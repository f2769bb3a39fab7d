//! Reference `ChatHistoryDao`/`MutableChatHistoryDao` implementation: everything lives in a
//! `Vec` per dataset. Used both as a lightweight standalone backend and as the merge executor's
//! usual target in tests.

use std::cmp;
use std::path::{Path, PathBuf};

use itertools::Itertools;

use super::*;
use crate::utils::{copy_file_idempotent, DatasetRoot, Result};
use crate::require;

struct ChatEntry {
    chat: Chat,
    messages: Vec<Message>,
    next_internal_id: i64,
}

struct DatasetEntry {
    dataset: Dataset,
    root: DatasetRoot,
    myself_id: UserId,
    users: Vec<User>,
    chats: Vec<ChatEntry>,
}

pub struct InMemoryDao {
    name: String,
    storage_path: PathBuf,
    datasets: Vec<DatasetEntry>,
    backups_enabled: bool,
}

impl InMemoryDao {
    pub fn new(name: String, storage_path: PathBuf) -> Self {
        InMemoryDao { name, storage_path, datasets: vec![], backups_enabled: true }
    }

    /// Seeds a dataset with its users and chats directly - convenient for tests that don't need
    /// `insert_*` semantics (no file copying, ids kept as given).
    pub fn with_dataset(mut self, dataset: Dataset, root: DatasetRoot, myself_id: UserId,
                         users: Vec<User>, chats: Vec<(Chat, Vec<Message>)>) -> Self {
        let chats = chats.into_iter()
            .map(|(chat, messages)| {
                let next_internal_id = messages.iter().map(|m| *m.internal_id).max().unwrap_or(0) + 1;
                ChatEntry { chat, messages, next_internal_id }
            })
            .collect_vec();
        self.datasets.push(DatasetEntry { dataset, root, myself_id, users, chats });
        self
    }

    fn dataset_entry(&self, ds_uuid: &PbUuid) -> Result<&DatasetEntry> {
        self.datasets.iter().find(|e| e.dataset.uuid == *ds_uuid)
            .ok_or_else(|| anyhow::anyhow!("dataset {:?} not loaded", ds_uuid.0))
    }

    fn dataset_entry_mut(&mut self, ds_uuid: &PbUuid) -> Result<&mut DatasetEntry> {
        self.datasets.iter_mut().find(|e| e.dataset.uuid == *ds_uuid)
            .ok_or_else(|| anyhow::anyhow!("dataset {:?} not loaded", ds_uuid.0))
    }

    fn chat_entry(&self, chat: &Chat) -> Result<&ChatEntry> {
        self.dataset_entry(&chat.ds_uuid)?.chats.iter().find(|e| e.chat.id == chat.id)
            .ok_or_else(|| anyhow::anyhow!("chat {} not found", chat.qualified_name()))
    }

    fn chat_members(entry: &DatasetEntry, chat: &Chat) -> Vec<User> {
        let myself = entry.users.iter().find(|u| u.id == entry.myself_id)
            .unwrap_or_else(|| panic!("myself (id {:?}) missing from users", entry.myself_id)).clone();
        let mut members = chat.member_ids.iter()
            .filter(|&&id| id != myself.id)
            .map(|&id| entry.users.iter().find(|u| u.id == id).cloned()
                .unwrap_or_else(|| panic!("no member with id {:?} in chat {}", id, chat.qualified_name())))
            .sorted_by_key(|u| u.id)
            .collect_vec();
        members.insert(0, myself);
        members
    }
}

impl ChatHistoryDao for InMemoryDao {
    fn name(&self) -> &str { &self.name }

    fn storage_path(&self) -> &Path { &self.storage_path }

    fn datasets(&self) -> Result<Vec<Dataset>> {
        Ok(self.datasets.iter().map(|e| e.dataset.clone()).collect_vec())
    }

    fn dataset_root(&self, ds_uuid: &PbUuid) -> Result<DatasetRoot> {
        Ok(self.dataset_entry(ds_uuid)?.root.clone())
    }

    fn myself(&self, ds_uuid: &PbUuid) -> Result<User> {
        let entry = self.dataset_entry(ds_uuid)?;
        entry.users.iter().find(|u| u.id == entry.myself_id).cloned()
            .ok_or_else(|| anyhow::anyhow!("myself missing from users"))
    }

    fn users_inner(&self, ds_uuid: &PbUuid) -> Result<Vec<User>> {
        Ok(self.dataset_entry(ds_uuid)?.users.clone())
    }

    fn chats_inner(&self, ds_uuid: &PbUuid) -> Result<Vec<ChatWithDetails>> {
        let entry = self.dataset_entry(ds_uuid)?;
        Ok(entry.chats.iter()
            .map(|ce| ChatWithDetails {
                chat: ce.chat.clone(),
                last_msg_option: ce.messages.last().cloned(),
                members: Self::chat_members(entry, &ce.chat),
            })
            .collect_vec())
    }

    fn scroll_messages(&self, chat: &Chat, offset: usize, limit: usize) -> Result<Vec<Message>> {
        let msgs = &self.chat_entry(chat)?.messages;
        Ok(cutout(msgs, offset as i64, (offset + limit) as i64))
    }

    fn last_messages(&self, chat: &Chat, limit: usize) -> Result<Vec<Message>> {
        let msgs = &self.chat_entry(chat)?.messages;
        Ok(cutout(msgs, msgs.len() as i64 - limit as i64, msgs.len() as i64))
    }

    fn messages_before_impl(&self, chat: &Chat, msg_id: MessageInternalId, limit: usize) -> Result<Vec<Message>> {
        let msgs = &self.chat_entry(chat)?.messages;
        let idx = msgs.iter().rposition(|m| m.internal_id <= msg_id)
            .ok_or_else(|| anyhow::anyhow!("message not found"))? as i64;
        Ok(cutout(msgs, idx - limit as i64 + 1, idx + 1))
    }

    fn messages_after_impl(&self, chat: &Chat, msg_id: MessageInternalId, limit: usize) -> Result<Vec<Message>> {
        let msgs = &self.chat_entry(chat)?.messages;
        let idx = msgs.iter().position(|m| m.internal_id >= msg_id)
            .ok_or_else(|| anyhow::anyhow!("message not found"))? as i64;
        Ok(cutout(msgs, idx, idx + limit as i64))
    }

    fn messages_between(&self, chat: &Chat, msg1_id: MessageInternalId, msg2_id: MessageInternalId) -> Result<Vec<Message>> {
        let msgs = &self.chat_entry(chat)?.messages;
        let idx1 = msgs.iter().position(|m| m.internal_id >= msg1_id)
            .ok_or_else(|| anyhow::anyhow!("message 1 not found"))?;
        let idx2 = msgs.iter().rposition(|m| m.internal_id <= msg2_id)
            .ok_or_else(|| anyhow::anyhow!("message 2 not found"))?;
        require!(idx2 >= idx1, "message 2 precedes message 1");
        Ok(msgs[idx1..=idx2].to_vec())
    }

    fn count_messages_between(&self, chat: &Chat, msg1_id: MessageInternalId, msg2_id: MessageInternalId) -> Result<usize> {
        require!(msg1_id <= msg2_id, "message 1 must not be after message 2");
        let between = self.messages_between(chat, msg1_id, msg2_id)?;
        if between.is_empty() { return Ok(0); }
        let mut size = between.len() as i64;
        if between.first().unwrap().internal_id == msg1_id { size -= 1; }
        if between.last().unwrap().internal_id == msg2_id { size -= 1; }
        Ok(cmp::max(size, 0) as usize)
    }

    fn message_option(&self, chat: &Chat, source_id: MessageSourceId) -> Result<Option<Message>> {
        Ok(self.chat_entry(chat)?.messages.iter().find(|m| m.source_id_option == Some(source_id)).cloned())
    }

    fn message_option_by_internal_id(&self, chat: &Chat, internal_id: MessageInternalId) -> Result<Option<Message>> {
        Ok(self.chat_entry(chat)?.messages.iter().find(|m| m.internal_id == internal_id).cloned())
    }
}

impl MutableChatHistoryDao for InMemoryDao {
    fn backup(&mut self) -> Result<()> {
        log::info!("in-memory DAO '{}' has no durable storage to back up", self.name);
        Ok(())
    }

    fn disable_backups(&mut self) { self.backups_enabled = false; }

    fn enable_backups(&mut self) { self.backups_enabled = true; }

    fn insert_dataset(&mut self, ds: Dataset) -> Result<Dataset> {
        require!(self.datasets.iter().all(|e| e.dataset.uuid != ds.uuid), "dataset already inserted");
        let root = DatasetRoot(self.storage_path.join(ds.uuid.0.to_string()));
        std::fs::create_dir_all(&root.0)?;
        self.datasets.push(DatasetEntry {
            dataset: ds.clone(), root, myself_id: UserId::INVALID, users: vec![], chats: vec![],
        });
        Ok(ds)
    }

    fn insert_user(&mut self, ds_uuid: &PbUuid, user: User, is_myself: bool) -> Result<User> {
        let entry = self.dataset_entry_mut(ds_uuid)?;
        require!(entry.users.iter().all(|u| u.id != user.id), "user {:?} already inserted", user.id);
        if is_myself { entry.myself_id = user.id; }
        entry.users.push(user.clone());
        Ok(user)
    }

    fn insert_chat(&mut self, ds_uuid: &PbUuid, mut chat: Chat, src_ds_root: &DatasetRoot) -> Result<Chat> {
        let entry = self.dataset_entry_mut(ds_uuid)?;
        require!(entry.chats.iter().all(|e| e.chat.id != chat.id), "chat {} already inserted", chat.qualified_name());
        if let Some(path) = &chat.img_path_option {
            copy_file_idempotent(src_ds_root, &entry.root, path)?;
        }
        chat.msg_count = 0;
        entry.chats.push(ChatEntry { chat: chat.clone(), messages: vec![], next_internal_id: 1 });
        Ok(chat)
    }

    fn insert_messages(&mut self, ds_uuid: &PbUuid, chat: &Chat, msgs: Vec<Message>, src_ds_root: &DatasetRoot) -> Result<()> {
        let root = self.dataset_entry(ds_uuid)?.root.clone();
        for path in msgs.iter().flat_map(|m| m.files_relative()) {
            copy_file_idempotent(src_ds_root, &root, path)?;
        }
        let entry = self.dataset_entry_mut(ds_uuid)?;
        let chat_entry = entry.chats.iter_mut().find(|e| e.chat.id == chat.id)
            .ok_or_else(|| anyhow::anyhow!("chat {} not found", chat.qualified_name()))?;
        for mut msg in msgs {
            msg.internal_id = MessageInternalId(chat_entry.next_internal_id);
            chat_entry.next_internal_id += 1;
            chat_entry.chat.msg_count += 1;
            chat_entry.messages.push(msg);
        }
        Ok(())
    }
}

/// Clamped `slice[start_inc..end_exc]`, used by the pagination methods above.
fn cutout<T: Clone>(slice: &[T], start_inc: i64, end_exc: i64) -> Vec<T> {
    fn sanitize<T>(idx: i64, slice: &[T]) -> usize {
        cmp::min(cmp::max(idx, 0), slice.len() as i64) as usize
    }
    slice[sanitize(start_inc, slice)..sanitize(end_exc, slice)].to_vec()
}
=======
Action item:
Your task is to list each line of the records with the word "cutout".

Output for this exercise:
        Ok(cutout(msgs, offset as i64, (offset + limit) as i64))
        Ok(cutout(msgs, msgs.len() as i64 - limit as i64, msgs.len() as i64))
        Ok(cutout(msgs, idx - limit as i64 + 1, idx + 1))
        Ok(cutout(msgs, idx, idx + limit as i64))
fn cutout<T: Clone>(slice: &[T], start_inc: i64, end_exc: i64) -> Vec<T> {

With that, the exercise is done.